A arte popular é a segunda em domínio técnico, mas não perdendo em complexidade. Ela se dá no seio do povo, seja como manifestação cultural de um grupo ou a exposição dos sentimentos e pensamentos de um artista dentro desse coletivo. A arte popular é orgânica, tem vida própria, pois seus artistas surgem e vão colaborando com a sua criação, que pode carecer de técnica, mas sempre carrega complexidade. Aqui surge a arte efêmera e a política. Efêmera no sentido de durar, enquanto corpo material, um instante no tempo em relação ao corpo do observador, mas como provoca impacto real nele, seu efeito pode ter longa duração, provocando movimentos internos enriquecendo o imaginário do indivíduo. E a arte política, no sentido que expõe um modo de agir na sociedade, provocando impactos na dinâmica social.

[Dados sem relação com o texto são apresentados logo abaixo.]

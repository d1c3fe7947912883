use core::fmt;
use std::fs::File;
use std::io::{BufReader, BufWriter, Read, Write};
use std::path::Path;

use enough::{Stop, Unstoppable};

use super::header::{FILE_HEADER_SIZE, FileHeader, InfoHeader};
use super::utils::{OPAQUE, RowGeometry};
use super::{decode, encode};
use crate::error::BitmapError;
use crate::limits::Limits;
use crate::pixel::PixelLayout;
use crate::plane::NormalizedPlane;
use crate::sample;

/// A 24- or 32-bit uncompressed bitmap.
///
/// Holds the headers as read, the raw payload (everything after the headers,
/// including any gap before the pixel array and any trailing bytes), and the
/// normalized BGRA plane that transforms work on. Writing repacks the plane
/// into the payload, so bytes outside the pixel rows are written back exactly
/// as they were read.
///
/// ```no_run
/// use bmpfx::{BmpImage, Limits};
///
/// let mut image = BmpImage::open("in.bmp", &Limits::default())?;
/// for px in image.plane_mut().as_bytes_mut().chunks_exact_mut(4) {
///     px[0] = 255 - px[0];
/// }
/// image.save("out.bmp")?;
/// # Ok::<(), bmpfx::BitmapError>(())
/// ```
pub struct BmpImage {
    pub(crate) file_header: FileHeader,
    pub(crate) info_header: InfoHeader,
    pub(crate) extra_header: Vec<u8>,
    pub(crate) layout: PixelLayout,
    pub(crate) payload: Vec<u8>,
    pub(crate) pixel_start: usize,
    /// Set once the payload has been read.
    pub(crate) geometry: Option<RowGeometry>,
    pub(crate) plane: NormalizedPlane,
}

impl fmt::Debug for BmpImage {
    fn fmt(&self, f: &mut fmt::Formatter<'_>) -> fmt::Result {
        f.debug_struct("BmpImage")
            .field("file_header", &self.file_header)
            .field("info_header", &self.info_header)
            .field("extra_header_len", &self.extra_header.len())
            .field("layout", &self.layout)
            .field("payload_len", &self.payload.len())
            .field("pixel_start", &self.pixel_start)
            .field("plane", &self.plane)
            .finish()
    }
}

impl BmpImage {
    pub(crate) fn from_headers(
        file_header: FileHeader,
        info_header: InfoHeader,
        extra_header: Vec<u8>,
        layout: PixelLayout,
    ) -> Self {
        Self {
            file_header,
            info_header,
            extra_header,
            layout,
            payload: Vec::new(),
            pixel_start: 0,
            geometry: None,
            plane: NormalizedPlane::default(),
        }
    }

    pub(crate) fn install_payload(
        &mut self,
        payload: Vec<u8>,
        pixel_start: usize,
        geometry: RowGeometry,
        plane: NormalizedPlane,
    ) {
        self.payload = payload;
        self.pixel_start = pixel_start;
        self.geometry = Some(geometry);
        self.plane = plane;
    }

    /// Create a blank image with a BITMAPINFOHEADER and the pixel array right
    /// after the headers. A negative `height` makes the image top-down.
    ///
    /// All pixels start black; 24-bit images get alpha 255 in the plane. An
    /// image with zero width or height still gets a 4-byte payload so the file
    /// it encodes to decodes again.
    pub fn new(width: u32, height: i32, layout: PixelLayout) -> Result<Self, BitmapError> {
        let (file_header, info_header, geometry) =
            encode::synthesize_headers(width, height, layout)?;
        let payload_len = encode::new_payload_len(&geometry);
        let mut payload = Vec::new();
        payload
            .try_reserve_exact(payload_len)
            .map_err(|_| BitmapError::OutOfMemory { bytes: payload_len })?;
        payload.resize(payload_len, 0);

        let mut plane = NormalizedPlane::new(geometry.width, geometry.height)?;
        if layout == PixelLayout::Bgr8 {
            for px in plane.as_bytes_mut().chunks_exact_mut(4) {
                px[3] = OPAQUE;
            }
        }

        let mut image = Self::from_headers(file_header, info_header, Vec::new(), layout);
        image.install_payload(payload, 0, geometry, plane);
        Ok(image)
    }

    /// First decode phase: read and validate the headers.
    pub fn parse_headers<R: Read>(reader: &mut R, limits: &Limits) -> Result<Self, BitmapError> {
        decode::parse_headers(reader, limits)
    }

    /// Second decode phase: read the payload and build the plane.
    ///
    /// On error the image keeps its headers and holds no payload or plane.
    pub fn read_payload<R: Read>(
        &mut self,
        reader: &mut R,
        limits: &Limits,
        stop: &dyn Stop,
    ) -> Result<(), BitmapError> {
        decode::read_payload(reader, self, limits, stop)
    }

    /// Both decode phases.
    pub fn decode<R: Read>(
        reader: &mut R,
        limits: &Limits,
        stop: &dyn Stop,
    ) -> Result<Self, BitmapError> {
        let mut image = Self::parse_headers(reader, limits)?;
        image.read_payload(reader, limits, stop)?;
        Ok(image)
    }

    /// Decode an in-memory file.
    pub fn from_bytes(data: &[u8], limits: &Limits) -> Result<Self, BitmapError> {
        let mut reader = data;
        Self::decode(&mut reader, limits, &Unstoppable)
    }

    /// Decode a file from disk. Failure to open it is
    /// [`BitmapError::InvalidDescriptor`].
    pub fn open<P: AsRef<Path>>(path: P, limits: &Limits) -> Result<Self, BitmapError> {
        let file = File::open(path).map_err(BitmapError::InvalidDescriptor)?;
        Self::decode(&mut BufReader::new(file), limits, &Unstoppable)
    }

    /// Write both headers.
    pub fn write_headers<W: Write>(&self, writer: &mut W) -> Result<(), BitmapError> {
        encode::write_headers(writer, self)
    }

    /// Repack the plane into the payload and write the payload.
    pub fn write_payload<W: Write>(
        &mut self,
        writer: &mut W,
        stop: &dyn Stop,
    ) -> Result<(), BitmapError> {
        encode::write_payload(writer, self, stop)
    }

    /// Write headers and payload.
    pub fn encode<W: Write>(&mut self, writer: &mut W, stop: &dyn Stop) -> Result<(), BitmapError> {
        self.write_headers(writer)?;
        self.write_payload(writer, stop)
    }

    /// Encode into a new buffer.
    pub fn to_bytes(&mut self) -> Result<Vec<u8>, BitmapError> {
        let mut out = Vec::with_capacity(self.header_size() + self.payload.len());
        self.encode(&mut out, &Unstoppable)?;
        Ok(out)
    }

    /// Encode to a file on disk, creating or truncating it. Failure to create
    /// it is [`BitmapError::InvalidDescriptor`].
    pub fn save<P: AsRef<Path>>(&mut self, path: P) -> Result<(), BitmapError> {
        let file = File::create(path).map_err(BitmapError::InvalidDescriptor)?;
        self.encode(&mut BufWriter::new(file), &Unstoppable)
    }

    /// Drop the payload and plane, keeping the headers. Safe to call any
    /// number of times.
    pub fn release(&mut self) {
        self.payload = Vec::new();
        self.plane = NormalizedPlane::default();
        self.geometry = None;
        self.pixel_start = 0;
    }

    /// Whether the payload has been read and the plane is populated.
    pub fn is_loaded(&self) -> bool {
        self.geometry.is_some()
    }

    pub fn file_header(&self) -> &FileHeader {
        &self.file_header
    }

    pub fn info_header(&self) -> &InfoHeader {
        &self.info_header
    }

    /// Info header bytes beyond the 40-byte core, round-tripped verbatim.
    pub fn extra_header(&self) -> &[u8] {
        &self.extra_header
    }

    pub fn layout(&self) -> PixelLayout {
        self.layout
    }

    /// 3 for 24-bit images, 4 for 32-bit.
    pub fn channels(&self) -> usize {
        self.layout.channels()
    }

    pub fn width(&self) -> usize {
        self.info_header.width.unsigned_abs() as usize
    }

    pub fn height(&self) -> usize {
        self.info_header.height.unsigned_abs() as usize
    }

    pub fn is_top_down(&self) -> bool {
        self.info_header.is_top_down()
    }

    /// Padding bytes after each pixel row in the file.
    pub fn row_padding(&self) -> usize {
        self.geometry.map_or(0, |g| g.padding)
    }

    /// Size of the pixel rows in the file, padding included.
    pub fn image_size(&self) -> usize {
        self.geometry.map_or(0, |g| g.image_size)
    }

    /// File header plus declared info header size.
    pub fn header_size(&self) -> usize {
        FILE_HEADER_SIZE + self.info_header.header_size as usize
    }

    pub(crate) fn payload_len_from_headers(&self) -> usize {
        (self.file_header.file_size as usize).saturating_sub(self.header_size())
    }

    /// Everything after the headers, as read (or as last repacked).
    pub fn payload(&self) -> &[u8] {
        &self.payload
    }

    /// The padded pixel rows inside the payload.
    pub fn raw_pixels(&self) -> &[u8] {
        match self.geometry {
            Some(geo) => &self.payload[self.pixel_start..self.pixel_start + geo.image_size],
            None => &[],
        }
    }

    pub fn plane(&self) -> &NormalizedPlane {
        &self.plane
    }

    pub fn plane_mut(&mut self) -> &mut NormalizedPlane {
        &mut self.plane
    }

    /// Move the plane out, leaving an empty one. Put it back with
    /// [`replace_plane`](Self::replace_plane) before writing.
    pub fn take_plane(&mut self) -> NormalizedPlane {
        core::mem::take(&mut self.plane)
    }

    /// Install a plane, which must have this image's dimensions.
    pub fn replace_plane(&mut self, plane: NormalizedPlane) -> Result<(), BitmapError> {
        let expected = self.geometry.map_or(0, |g| g.plane_len());
        if plane.width() != self.width() || plane.height() != self.height() {
            return Err(BitmapError::PlaneMismatch {
                expected,
                actual: plane.len(),
            });
        }
        self.plane = plane;
        Ok(())
    }

    /// Plane pixel at the edge-clamped `(x, y)`. An image with no pixels reads
    /// as a zero pixel.
    pub fn sample(&self, x: isize, y: isize) -> &[u8; 4] {
        self.plane.sample(x, y)
    }

    /// File pixel (3 or 4 bytes) at the edge-clamped `(x, y)` of the raw pixel
    /// rows, zeros when the image has no pixels or none are loaded.
    pub fn sample_raw(&self, x: isize, y: isize) -> &[u8] {
        let raw = self.raw_pixels();
        let (width, height) = if raw.is_empty() {
            (0, 0)
        } else {
            (self.width(), self.height())
        };
        sample::sample_raw(
            raw,
            x,
            y,
            width,
            height,
            self.channels(),
            self.row_padding(),
        )
    }
}
pub fn single(
    ctx: &mut NodeContext,
    dir: &OmpDirective,
    clauses: &[&OmpClause],
    mut body: Vec<Stmt>,
) -> Result<Vec<Stmt>> {
    check_body(ctx, dir, &body)?;
    let outer = ctx.variables.snapshot();
    let mut scope: HashSet<String> = HashSet::new();
    let mut header: Vec<Stmt> = Vec::new();
    let mut initialized: Vec<String> = Vec::new();
    let mut copyprivate: Vec<String> = Vec::new();
    let mut nowait = NowaitVal::Const(false);

    for clause in clauses {
        match clause.name() {
            n::C_PRIVATE => {
                let names = data_add(ctx, &mut scope, clause, false)?;
                let (h, inited) = data_rename(ctx, &mut body, &names, RenameInit::Fresh);
                header.extend(h);
                initialized.extend(inited);
            }
            n::C_FIRSTPRIVATE => {
                let names = data_add(ctx, &mut scope, clause, true)?;
                let (h, inited) = data_rename(ctx, &mut body, &names, RenameInit::CopyOuter);
                header.extend(h);
                initialized.extend(inited);
            }
            n::C_COPYPRIVATE => {
                let names = data_add(ctx, &mut scope, clause, true)?;
                copyprivate.extend(names);
            }
            n::C_NOWAIT => nowait = nowait_value(ctx, Some(clause)),
            n::C_ALLOCATE => {}
            _ => {}
        }
    }

    let body = rewrite_stmts(ctx, body)?;
    let span = ctx.directive_span;

    let mut if_body = header;
    if_body.extend(body);
    let mut orelse: Vec<Stmt> = Vec::new();

    if copyprivate.is_empty() {
        if_body.push(no_wait(ctx, &nowait));
        orelse.push(no_wait(ctx, &nowait));
    } else {
        // The executing worker publishes the named values; everyone else
        // receives them through a setter. This replaces the implicit
        // barrier.
        let nowait_expr = match &nowait {
            NowaitVal::Const(b) => build::bool_(*b, span),
            NowaitVal::Dynamic(e) => e.clone(),
        };
        let mut write_args = vec![nowait_expr.clone()];
        let mut setter = FunctionDef {
            name: ctx.new_id("copyprivate"),
            params: Vec::new(),
            body: Vec::new(),
            decorators: Vec::new(),
            span,
        };
        let mut refs = NameList {
            names: Vec::new(),
            span,
        };
        let mut assigns: Vec<Stmt> = Vec::new();
        for name in &copyprivate {
            let current = ctx.variables.final_name(name);
            let param = format!("__omp_{current}");
            write_args.push(build::name(&current, span));
            setter.params.push(Param {
                name: param.clone(),
                annotation: None,
                default: None,
                span,
            });
            refs.names.push(current.clone());
            assigns.push(build::assign(
                build::name(&current, span),
                build::name(&param, span),
                span,
            ));
        }
        setter.body.push(Stmt::Nonlocal(refs));
        setter.body.extend(assigns);

        if_body.push(ctx.rt_stmt("copyprivate_write", write_args));
        let setter_name = setter.name.clone();
        orelse.push(Stmt::FunctionDef(setter));
        orelse.push(ctx.rt_stmt(
            "copyprivate_read",
            vec![nowait_expr, build::name(&setter_name, span)],
        ));
    }

    if_body.extend(data_delete(ctx, &initialized));

    ctx.variables = outer;
    Ok(vec![Stmt::If(If {
        test: ctx.rt_call("single_enter", vec![]),
        body: if_body,
        orelse,
        span,
    })])
}
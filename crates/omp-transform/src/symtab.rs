//! Scope tracking and consistent renaming for lifted regions.
//!
//! `Variables` records which identifiers are visible in the scope being
//! rewritten, which are module-level (those capture via `global`, never
//! `nonlocal`), the rename chains introduced by data-sharing clauses, and
//! any annotations seen on simple names (used to pick typed reduction
//! templates).
//!
//! Renaming is monotonic: once `x` maps to `_omp_1x`, every reference below
//! the renaming point is rewritten consistently; `final_name` resolves an
//! original spelling to its current binding, and `previous_name` recovers
//! the binding a rename shadowed (reduction combines write back into it).

use ahash::{HashMap, HashMapExt, HashSet, HashSetExt};
use omp_frontend::ast::Expr;

#[derive(Debug, Clone, Default)]
pub struct Variables {
    /// Names bound in this scope or an enclosing function scope.
    names: HashSet<String>,
    /// Module-level names: visible but never captured by `nonlocal`.
    globals: HashSet<String>,
    /// Original spelling → currently visible binding.
    current: HashMap<String, String>,
    /// Renamed binding → the binding it shadowed.
    previous: HashMap<String, String>,
    /// Annotations attached to simple names.
    types: HashMap<String, Expr>,
}

impl Variables {
    pub fn new() -> Self {
        Self::default()
    }

    pub fn add(&mut self, name: impl Into<String>) {
        let name = name.into();
        if !self.globals.contains(&name) {
            self.names.insert(name);
        }
    }

    pub fn add_global(&mut self, name: impl Into<String>) {
        self.globals.insert(name.into());
    }

    pub fn add_type(&mut self, name: impl Into<String>, annotation: Expr) {
        self.types.insert(name.into(), annotation);
    }

    pub fn type_of(&self, name: &str) -> Option<&Expr> {
        self.types.get(name)
    }

    pub fn contains(&self, name: &str) -> bool {
        self.names.contains(name)
    }

    pub fn is_global(&self, name: &str) -> bool {
        self.globals.contains(name)
    }

    /// The currently visible binding for an original spelling.
    pub fn final_name(&self, name: &str) -> String {
        self.current
            .get(name)
            .cloned()
            .unwrap_or_else(|| name.to_string())
    }

    /// The binding `renamed` shadowed when it was introduced.
    pub fn previous_name(&self, renamed: &str) -> Option<&str> {
        self.previous.get(renamed).map(|s| s.as_str())
    }

    /// Record that `original` is now spelled `new` below this point.
    pub fn record_rename(&mut self, original: &str, new: &str) {
        let shadowed = self.final_name(original);
        self.previous.insert(new.to_string(), shadowed);
        self.current.insert(original.to_string(), new.to_string());
        self.names.insert(new.to_string());
    }

    /// Snapshot for scope restoration at region exit.
    pub fn snapshot(&self) -> Variables {
        self.clone()
    }

    /// Bindings introduced since `older` — what a region deletes on exit.
    pub fn renames_since(&self, older: &Variables) -> Vec<String> {
        let mut fresh: Vec<String> = self
            .previous
            .keys()
            .filter(|k| !older.previous.contains_key(*k))
            .cloned()
            .collect();
        fresh.sort();
        fresh
    }
}

#[cfg(test)]
mod tests {
    use super::*;

    #[test]
    fn rename_resolves_to_newest_binding() {
        let mut vars = Variables::new();
        vars.add("x");
        vars.record_rename("x", "_omp_1x");
        assert_eq!(vars.final_name("x"), "_omp_1x");
        assert_eq!(vars.previous_name("_omp_1x"), Some("x"));
        vars.record_rename("x", "_omp_2x");
        assert_eq!(vars.final_name("x"), "_omp_2x");
        assert_eq!(vars.previous_name("_omp_2x"), Some("_omp_1x"));
    }

    #[test]
    fn globals_are_visible_but_not_names() {
        let mut vars = Variables::new();
        vars.add_global("config");
        vars.add("config");
        assert!(!vars.contains("config"));
        assert!(vars.is_global("config"));
    }

    #[test]
    fn renames_since_reports_fresh_bindings() {
        let mut vars = Variables::new();
        vars.add("x");
        vars.add("y");
        let before = vars.snapshot();
        vars.record_rename("x", "_omp_1x");
        vars.record_rename("y", "_omp_1y");
        assert_eq!(vars.renames_since(&before), vec!["_omp_1x", "_omp_1y"]);
        assert!(before.renames_since(&before).is_empty());
    }

    #[test]
    fn unrenamed_name_resolves_to_itself() {
        let vars = Variables::new();
        assert_eq!(vars.final_name("q"), "q");
    }

    #[test]
    fn snapshot_restores_scope() {
        let mut vars = Variables::new();
        vars.add("x");
        let before = vars.snapshot();
        vars.record_rename("x", "_omp_1x");
        let restored = before;
        assert_eq!(restored.final_name("x"), "x");
    }
}
//! omp-directive: the directive grammar for rompy.
//!
//! Splits a directive string (`"parallel for schedule(static, 2)"`) into
//! tokens, validates it against the declarative schema, and produces the
//! parsed item tree the AST rewriter consumes. The crate is pure: no
//! runtime, no AST rewriting, just grammar.

pub mod argsparser;
pub mod directive;
pub mod names;
pub mod schema;
pub mod tokenizer;

pub use argsparser::{ItemValue, OmpArgs, OmpItem};
pub use directive::{parse_line, OmpClause, OmpDirective};
pub use schema::{ArgSpec, ClauseSpec, DirectiveSpec, ItemFlags, ItemTransform, ModifierSpec};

E a última, tanto em complexidade quanto em domínio técnico, é a arte de massa. Ela também pode ser chamada de arte enlatada, e é o objeto da crítica desse texto. É a arte da atualidade propriamente feita para consumo, a qual se destruiu justamente por não provocar efeitos duradouros, seja no indivíduo ou na sociedade. Ela também não provoca reflexão, visto que é apenas um invólucro com conteúdo inócuo. São exemplos os filmes comerciais, as músicas mais tocadas em serviços de streaming, o excessivo lançamento de séries, boa parte das revistas em quadrinhos e jogos de videogame. A arte de massa é feita segundo os ditames do capital: cria-se a necessidade, atende-se a demanda, e se repete o ciclo. O consumidor é apenas o ser que, literalmente, “joga dinheiro na tela” em troca de baboseiras. É como o cliente de fast-food que paga para ser alimentado enquanto sofre desnutrição. Essa dinâmica mantém ricos os donos desses sistemas e plataformas, criam celebridades que representam o vazio da vida atual, e mantém ignorantes os integrantes desse público.
Exposto isso, espera-se que a arte se manifeste de maneira valorosa com seus protagonistas: os artistas. Os apreciadores estão dispostos, e em tensão com os consumidores desmedidos. Mesmo assim, a arte continua com um problema, pois corrompida por dentro, é como um paciente no leito que precisa de ajuda para voltar à vida.
Que a arte viva!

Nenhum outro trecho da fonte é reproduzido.